Ai Musulmani, il complesso è noto come al-Haram al-Sharif (il Nobile Santuario, noto anche come la Spianata delle Moschee) e ospita la moschea al-Aqsa –uno dei tre maggiori luoghi sacri dell’Islam– che comprende la Cupola della Roccia e altri santuari islamici.

Molti organi di stampa tentano di evitare provocazioni sul come chiamare l’area, riferendosi a essa con entrambi i nomi ed elaborando sulle distinzioni. Ma anche qui è possibile falsare la natura della controversia.

Dalla conquista di Gerusalemme Est da parte di Israele nel 1967, ci sono stati attivisti religiosi israelo-ebraici che hanno chiesto la costruzione del Terzo Tempio in quel luogo, cosa che secondo loro annuncerebbe la venuta del messia e richiederebbe la demolizione della moschea al-Aqsa. Tuttavia, nessun leader israeliano ha sostenuto pubblicamente questa idea, per timore di una massiccia reazione negativa da parte del mondo musulmano.

Negli ultimi decenni, però, ci sono state campagne da parte di gruppi di coloni ebrei per la rimozione del divieto di preghiera ebraica nel sito. Lo “status quo”, come viene chiamato, è un accordo tra Israele e l’autorità religiosa giordana che controlla il complesso. L’accordo consente agli Ebrei di visitare il sito, ma non di pregarvi. Questa posizione è stata sostenuta, sinora, dal Gran Rabbinato di Gerusalemme.

Gli attivisti che chiedono che la preghiera ebraica sia consentita nel complesso hanno impostato la discussione come un fatto di uguaglianza religiosa: se ai Musulmani è permesso pregarvi, perché non è così anche per gli Ebrei?

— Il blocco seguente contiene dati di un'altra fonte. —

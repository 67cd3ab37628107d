//! Client configuration for the admin API. The base URL is injected explicitly so
//! tests and alternate deployments never need to touch process-wide state; the
//! environment is consulted only by [`ApiConfig::from_env`].

use super::errors::ApiError;
use tracing::debug;
use url::Url;

/// Base URL used when no override is configured.
pub const DEFAULT_API_BASE_URL: &str = "http://localhost:7000/api";
/// Environment variable that overrides the API base URL.
pub const API_URL_ENV: &str = "OPSPILOT_API_URL";

#[derive(Clone, Debug, PartialEq, Eq)]
pub struct ApiConfig {
    pub base_url: Url,
    pub user_agent: String,
}

impl ApiConfig {
    /// Build a configuration for an explicit base URL.
    ///
    /// # Errors
    /// Returns an error if `base_url` does not parse or is not http(s).
    pub fn new(base_url: &str) -> Result<Self, ApiError> {
        let base_url = Url::parse(base_url.trim())?;

        match base_url.scheme() {
            "http" | "https" => {}
            scheme => return Err(ApiError::UnsupportedScheme(scheme.to_string())),
        }

        Ok(Self {
            base_url,
            user_agent: default_user_agent(),
        })
    }

    /// Load the base URL from `OPSPILOT_API_URL`, falling back to the default.
    /// Blank values count as unset.
    ///
    /// # Errors
    /// Returns an error if the configured value is not a valid http(s) URL.
    pub fn from_env() -> Result<Self, ApiError> {
        let configured = std::env::var(API_URL_ENV)
            .ok()
            .and_then(|value| normalize_env_value(&value));

        match configured {
            Some(value) => {
                debug!("API base URL from {}: {}", API_URL_ENV, value);
                Self::new(&value)
            }
            None => Self::new(DEFAULT_API_BASE_URL),
        }
    }

    #[must_use]
    pub fn with_user_agent(mut self, user_agent: impl Into<String>) -> Self {
        self.user_agent = user_agent.into();
        self
    }

    /// Joins `path` onto the base URL, keeping any base path prefix such as `/api`.
    #[must_use]
    pub fn endpoint_url(&self, path: &str) -> String {
        build_url_with_base(self.base_url.as_str(), path)
    }
}

impl Default for ApiConfig {
    fn default() -> Self {
        Self {
            base_url: Url::parse(DEFAULT_API_BASE_URL)
                .unwrap_or_else(|_| unreachable!("default API base URL is valid")),
            user_agent: default_user_agent(),
        }
    }
}

fn default_user_agent() -> String {
    let version = format!("{}/{}", env!("CARGO_PKG_NAME"), env!("CARGO_PKG_VERSION"));
    match crate::built_info::GIT_COMMIT_HASH_SHORT {
        Some(hash) => format!("{version} ({hash})"),
        None => version,
    }
}

fn build_url_with_base(base_url: &str, path: &str) -> String {
    let base = base_url.trim().trim_end_matches('/');
    let path = path.trim();

    if base.is_empty() {
        path.to_string()
    } else {
        format!("{}/{}", base, path.trim_start_matches('/'))
    }
}

pub(crate) fn normalize_env_value(value: &str) -> Option<String> {
    let trimmed = value.trim();
    if trimmed.is_empty() {
        None
    } else {
        Some(trimmed.to_string())
    }
}
use secrecy::{ExposeSecret, SecretString};
use serde::Serialize;
use serde_json::Value;

use crate::features::users::types::UserId;

/// Login credentials. The password is kept secret and redacted from `Debug`.
#[derive(Debug)]
pub struct Credentials {
    pub name: String,
    pub password: SecretString,
}

impl Credentials {
    #[must_use]
    pub fn new(name: impl Into<String>, password: impl Into<String>) -> Self {
        Self {
            name: name.into(),
            password: SecretString::from(password.into()),
        }
    }

    pub(crate) fn request(&self) -> LoginRequest<'_> {
        LoginRequest {
            name: &self.name,
            password: self.password.expose_secret(),
        }
    }
}

#[derive(Serialize)]
pub(crate) struct LoginRequest<'a> {
    pub name: &'a str,
    pub password: &'a str,
}

/// Reading of a login response body.
///
/// The backend answers a bad login with `200` and an `error` field, so a
/// successful HTTP call does not mean the user is signed in.
#[derive(Clone, Debug, PartialEq, Eq)]
pub enum LoginOutcome {
    Authenticated {
        id: UserId,
        name: String,
        status_code: Option<String>,
    },
    Rejected(String),
    Unrecognized,
}

impl LoginOutcome {
    #[must_use]
    pub fn from_body(body: &Value) -> Self {
        if let Some(message) = body.get("error").and_then(Value::as_str) {
            return Self::Rejected(message.to_string());
        }

        let id = body
            .get("id")
            .and_then(|id| serde_json::from_value::<UserId>(id.clone()).ok());
        let name = body.get("name").and_then(Value::as_str);

        match (id, name) {
            (Some(id), Some(name)) => Self::Authenticated {
                id,
                name: name.to_string(),
                status_code: body
                    .get("status_code")
                    .and_then(Value::as_str)
                    .map(str::to_string),
            },
            _ => Self::Unrecognized,
        }
    }

    #[must_use]
    pub fn is_authenticated(&self) -> bool {
        matches!(self, Self::Authenticated { .. })
    }
}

È facile rappresentarlo come un problema di sciovinismo musulmano che nega agli Ebrei l’accesso al loro luogo più sacro. Ma così si ignora il contesto della conquista di Gerusalemme Est da parte di Israele e la continua colonizzazione e insediamento della terra palestinese; al-Haram al-Sharif, probabilmente il simbolo più significativo di sovranità palestinese, è visto come una linea rossa.

In un altro mondo, in cui ci fosse uno stato in cui Israeliani e Palestinesi vivono come cittadini pienamente uguali, il dibattito potrebbe essere considerato come una cosa che ha a che fare con i diritti religiosi e la teologia ma, nel contesto attuale, le condizioni materiali impongono una diversa narrazione.